Permanência de Valdivia no Palmeiras ainda é incerta: ‘Não sei se suporto ficar’
Foto: Cesar Greco/ Fotoarena
O meia Valdivia, do Palmeiras, concedeu entrevista coletiva nesta quinta-feira (14), para falar sobre o sequestro relâmpago que sofreu e sobre sua permanência no clube paulista. Ainda abalado com o acontecimento, o jogador admitiu que não sabe se fica no Brasil e disse que sua mulher, Daniela, não quer retornar ao país.

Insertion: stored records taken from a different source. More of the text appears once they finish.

impl Storage {
    /// Open or create a database at `path` in read-write mode.
    pub async fn open(path: &Path) -> Result<Self> {
        // Ensure parent directory exists
        if let Some(parent) = path.parent() {
            std::fs::create_dir_all(parent).map_err(|e| QaBaseError::io(parent, e))?;
        }

        let db = libsql::Builder::new_local(path)
            .build()
            .await
            .map_err(|e| QaBaseError::Storage(e.to_string()))?;

        let conn = db
            .connect()
            .map_err(|e| QaBaseError::Storage(e.to_string()))?;

        let storage = Self {
            db,
            conn,
            readonly: false,
        };
        storage.run_migrations().await?;
        Ok(storage)
    }

    /// Open an existing, migrated database at `path` in read-only mode
    /// (reporting, offline inspection). Writes fail; nothing is created.
    pub async fn open_readonly(path: &Path) -> Result<Self> {
        if !path.is_file() {
            return Err(QaBaseError::Storage(format!(
                "no database at {}",
                path.display()
            )));
        }
        let db = libsql::Builder::new_local(path)
            .build()
            .await
            .map_err(|e| QaBaseError::Storage(e.to_string()))?;

        let conn = db
            .connect()
            .map_err(|e| QaBaseError::Storage(e.to_string()))?;

        let storage = Self {
            db,
            conn,
            readonly: true,
        };
        if storage.get_schema_version().await == 0 {
            return Err(QaBaseError::Storage(format!(
                "{} has no qabase schema",
                path.display()
            )));
        }
        Ok(storage)
    }

    /// Run pending schema migrations.
    async fn run_migrations(&self) -> Result<()> {
        let current_version = self.get_schema_version().await;

        for migration in migrations::all_migrations() {
            if migration.version > current_version {
                tracing::info!(
                    version = migration.version,
                    description = migration.description,
                    "applying migration"
                );
                self.conn.execute_batch(migration.sql).await.map_err(|e| {
                    QaBaseError::Storage(format!("migration v{} failed: {e}", migration.version))
                })?;
            }
        }
        Ok(())
    }

    /// Get the current schema version, or 0 if no migrations have been applied.
    pub async fn get_schema_version(&self) -> u32 {
        let result = self
            .conn
            .query("SELECT MAX(version) FROM schema_migrations", params![])
            .await;

        match result {
            Ok(mut rows) => {
                if let Ok(Some(row)) = rows.next().await {
                    row.get::<u32>(0).unwrap_or(0)
                } else {
                    0
                }
            }
            Err(_) => 0, // Table doesn't exist yet
        }
    }

    /// Ensure we're in read-write mode before writing.
    fn check_writable(&self) -> Result<()> {
        if self.readonly {
            return Err(QaBaseError::Storage(
                "database is opened in read-only mode".into(),
            ));
        }
        Ok(())
    }

    // -----------------------------------------------------------------------
    // Entry writes
    // -----------------------------------------------------------------------

    /// Insert a new entry. Returns `false` when an entry with the same
    /// `(source, external_id)` already exists and nothing was written.
    pub async fn insert_entry(&self, entry: &QaEntry) -> Result<bool> {
        self.check_writable()?;
        let answers_json = encode_answers(&entry.answers)?;
        let created_at = format_ts(&entry.created_at);
        let updated_at = format_ts(&entry.updated_at);
        let approved_at = entry.approved_at.as_ref().map(format_ts);

        let inserted = self
            .conn
            .execute(
                "INSERT INTO qa_entries (
                    id, question, answer, question_processed, answer_processed,
                    status, source, submitted_by, chat_user, external_id,
                    answers_json, created_at, updated_at, approved_at
                 ) VALUES (?1, ?2, ?3, ?4, ?5, ?6, ?7, ?8, ?9, ?10, ?11, ?12, ?13, ?14)
                 ON CONFLICT DO NOTHING",
                params![
                    entry.id.to_string(),
                    entry.question.as_str(),
                    entry.answer.as_deref(),
                    entry.question_processed.as_deref(),
                    entry.answer_processed.as_deref(),
                    entry.status.as_str(),
                    entry.source.as_str(),
                    entry.submitted_by.as_deref(),
                    entry.chat_user.as_deref(),
                    entry.external_id.as_deref(),
                    answers_json,
                    created_at,
                    updated_at,
                    approved_at
                ],
            )
            .await
            .map_err(|e| QaBaseError::Storage(e.to_string()))?;
        Ok(inserted > 0)
    }

    /// Write the mutable fields of `entry` if its stored status is still
    /// `expected`. Returns `false` when the row is gone or its status moved.
    pub async fn update_entry(&self, entry: &QaEntry, expected: Status) -> Result<bool> {
        self.check_writable()?;
        let answers_json = encode_answers(&entry.answers)?;
        let updated_at = format_ts(&entry.updated_at);
        let approved_at = entry.approved_at.as_ref().map(format_ts);

        let changed = self
            .conn
            .execute(
                "UPDATE qa_entries SET
                    question = ?1, answer = ?2, question_processed = ?3,
                    answer_processed = ?4, status = ?5, answers_json = ?6,
                    updated_at = ?7, approved_at = ?8
                 WHERE id = ?9 AND status = ?10",
                params![
                    entry.question.as_str(),
                    entry.answer.as_deref(),
                    entry.question_processed.as_deref(),
                    entry.answer_processed.as_deref(),
                    entry.status.as_str(),
                    answers_json,
                    updated_at,
                    approved_at,
                    entry.id.to_string(),
                    expected.as_str()
                ],
            )
            .await
            .map_err(|e| QaBaseError::Storage(e.to_string()))?;
        Ok(changed > 0)
    }

    /// Permanently remove an entry. Returns `false` if it did not exist.
    pub async fn delete_entry(&self, id: &EntryId) -> Result<bool> {
        self.check_writable()?;
        let deleted = self
            .conn
            .execute(
                "DELETE FROM qa_entries WHERE id = ?1",
                params![id.to_string()],
            )
            .await
            .map_err(|e| QaBaseError::Storage(e.to_string()))?;
        Ok(deleted > 0)
    }

    // -----------------------------------------------------------------------
    // Entry reads
    // -----------------------------------------------------------------------

    /// Get an entry by id.
    pub async fn get_entry(&self, id: &EntryId) -> Result<Option<QaEntry>> {
        let sql = format!("SELECT {ENTRY_COLUMNS} FROM qa_entries e WHERE e.id = ?1");
        let mut rows = self
            .conn
            .query(&sql, params![id.to_string()])
            .await
            .map_err(|e| QaBaseError::Storage(e.to_string()))?;

        match rows.next().await {
            Ok(Some(row)) => Ok(Some(row_to_entry(&row)?)),
            Ok(None) => Ok(None),
            Err(e) => Err(QaBaseError::Storage(e.to_string())),
        }
    }

    /// Find the entry a channel already created for `external_id`.
    pub async fn find_by_external_id(
        &self,
        source: Source,
        external_id: &str,
    ) -> Result<Option<QaEntry>> {
        let sql = format!(
            "SELECT {ENTRY_COLUMNS} FROM qa_entries e WHERE e.source = ?1 AND e.external_id = ?2"
        );
        let mut rows = self
            .conn
            .query(&sql, params![source.as_str(), external_id])
            .await
            .map_err(|e| QaBaseError::Storage(e.to_string()))?;

        match rows.next().await {
            Ok(Some(row)) => Ok(Some(row_to_entry(&row)?)),
            Ok(None) => Ok(None),
            Err(e) => Err(QaBaseError::Storage(e.to_string())),
        }
    }

    /// List entries newest first, optionally restricted to one status.
    pub async fn list_entries(&self, status: Option<Status>, limit: u32) -> Result<Vec<QaEntry>> {
        let sql = format!(
            "SELECT {ENTRY_COLUMNS} FROM qa_entries e
             WHERE (?1 IS NULL OR e.status = ?1)
             ORDER BY e.created_at DESC, e.id DESC
             LIMIT ?2"
        );
        let rows = self
            .conn
            .query(&sql, params![status.map(Status::as_str), limit])
            .await
            .map_err(|e| QaBaseError::Storage(e.to_string()))?;
        collect_entries(rows).await
    }

    /// Submission history, newest first.
    pub async fn list_question_log(
        &self,
        answered: AnsweredFilter,
        limit: u32,
    ) -> Result<Vec<QaEntry>> {
        let filter = match answered {
            AnsweredFilter::Any => "",
            AnsweredFilter::Answered => "WHERE e.answer IS NOT NULL",
            AnsweredFilter::Unanswered => "WHERE e.answer IS NULL",
        };
        let sql = format!(
            "SELECT {ENTRY_COLUMNS} FROM qa_entries e {filter}
             ORDER BY e.created_at DESC, e.id DESC
             LIMIT ?1"
        );
        let rows = self
            .conn
            .query(&sql, params![limit])
            .await
            .map_err(|e| QaBaseError::Storage(e.to_string()))?;
        collect_entries(rows).await
    }

    /// Number of entries in each status. Statuses with no entries are reported as zero.
    pub async fn count_by_status(&self) -> Result<Vec<(Status, u64)>> {
        let mut rows = self
            .conn
            .query(
                "SELECT status, COUNT(*) FROM qa_entries GROUP BY status",
                params![],
            )
            .await
            .map_err(|e| QaBaseError::Storage(e.to_string()))?;

        let mut counts: Vec<(Status, u64)> = Status::ALL.iter().map(|s| (*s, 0)).collect();
        loop {
            let row = match rows.next().await {
                Ok(Some(row)) => row,
                Ok(None) => break,
                Err(e) => return Err(QaBaseError::Storage(e.to_string())),
            };
            let status: String = row
                .get(0)
                .map_err(|e| QaBaseError::Storage(e.to_string()))?;
            let count: i64 = row
                .get(1)
                .map_err(|e| QaBaseError::Storage(e.to_string()))?;
            let status = parse_column::<Status>(&status, "status")?;
            if let Some(slot) = counts.iter_mut().find(|(s, _)| *s == status) {
                slot.1 = u64::try_from(count).unwrap_or(0);
            }
        }
        Ok(counts)
    }

    // -----------------------------------------------------------------------
    // FTS search
    // -----------------------------------------------------------------------

    /// Full-text search restricted to approved entries, best match first.
    ///
    /// `terms` are OR-ed; each is quoted so FTS5 operators in user input are
    /// matched literally. No terms means no results.
    pub async fn search_approved(&self, terms: &[MatchTerm], limit: u32) -> Result<Vec<QaEntry>> {
        let Some(query) = fts_query(terms) else {
            return Ok(Vec::new());
        };

        let sql = format!(
            "SELECT {ENTRY_COLUMNS}
             FROM qa_entries_fts fts
             JOIN qa_entries e ON e.rowid = fts.rowid
             WHERE qa_entries_fts MATCH ?1 AND e.status = 'approved'
             ORDER BY rank, e.created_at DESC
             LIMIT ?2"
        );
        let rows = self
            .conn
            .query(&sql, params![query, limit])
            .await
            .map_err(|e| QaBaseError::Storage(e.to_string()))?;
        collect_entries(rows).await
    }
}

/// Build an FTS5 query OR-ing each term as a quoted string. Prefix terms
/// get a trailing `*`.
pub fn fts_query(terms: &[MatchTerm]) -> Option<String> {
    let quoted: Vec<String> = terms
        .iter()
        .filter(|t| !t.text().trim().is_empty())
        .map(|t| {
            let escaped = t.text().trim().replace('"', "\"\"");
            match t {
                MatchTerm::Exact(_) => format!("\"{escaped}\""),
                MatchTerm::Prefix(_) => format!("\"{escaped}\"*"),
            }
        })
        .collect();
    if quoted.is_empty() {
        None
    } else {
        Some(quoted.join(" OR "))
    }
}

- Minha rotina de vida já é diferente das outras. Eu agradeço o apoio do Palmeiras e o pessoal da segurança, agradeço muito, já tem hora marcada com psicólogo, e com certeza vai ajudar. Por enquanto é complicado, está tudo muito recente. Acredito que se a ideia de ir mais vezes para o Chile seria muito arriscado, são 3h40min de ida e volta, mais 1h30 no aeroporto. Ou (a família) fica aqui, ou vai sair. Não sei se consigo suportar ficar aqui, mas uma ida e vinda mais vezes ao Chile não é solução – desabafou.
O jogador ainda revelou detalhes das três horas que passou com o sequestrador. O meia foi obrigado a passear pela cidade por três horas com uma arma apontada para sua cabeça e da sua esposa e constantes ameaças.
- Ele tocou nos seios dela, ela só me contou isso depois. Foi ainda mais difícil ter ficado entre a vida e a morte e saber que ele pegou nos seios dela. É uma sensação de impotência enorme – descreveu.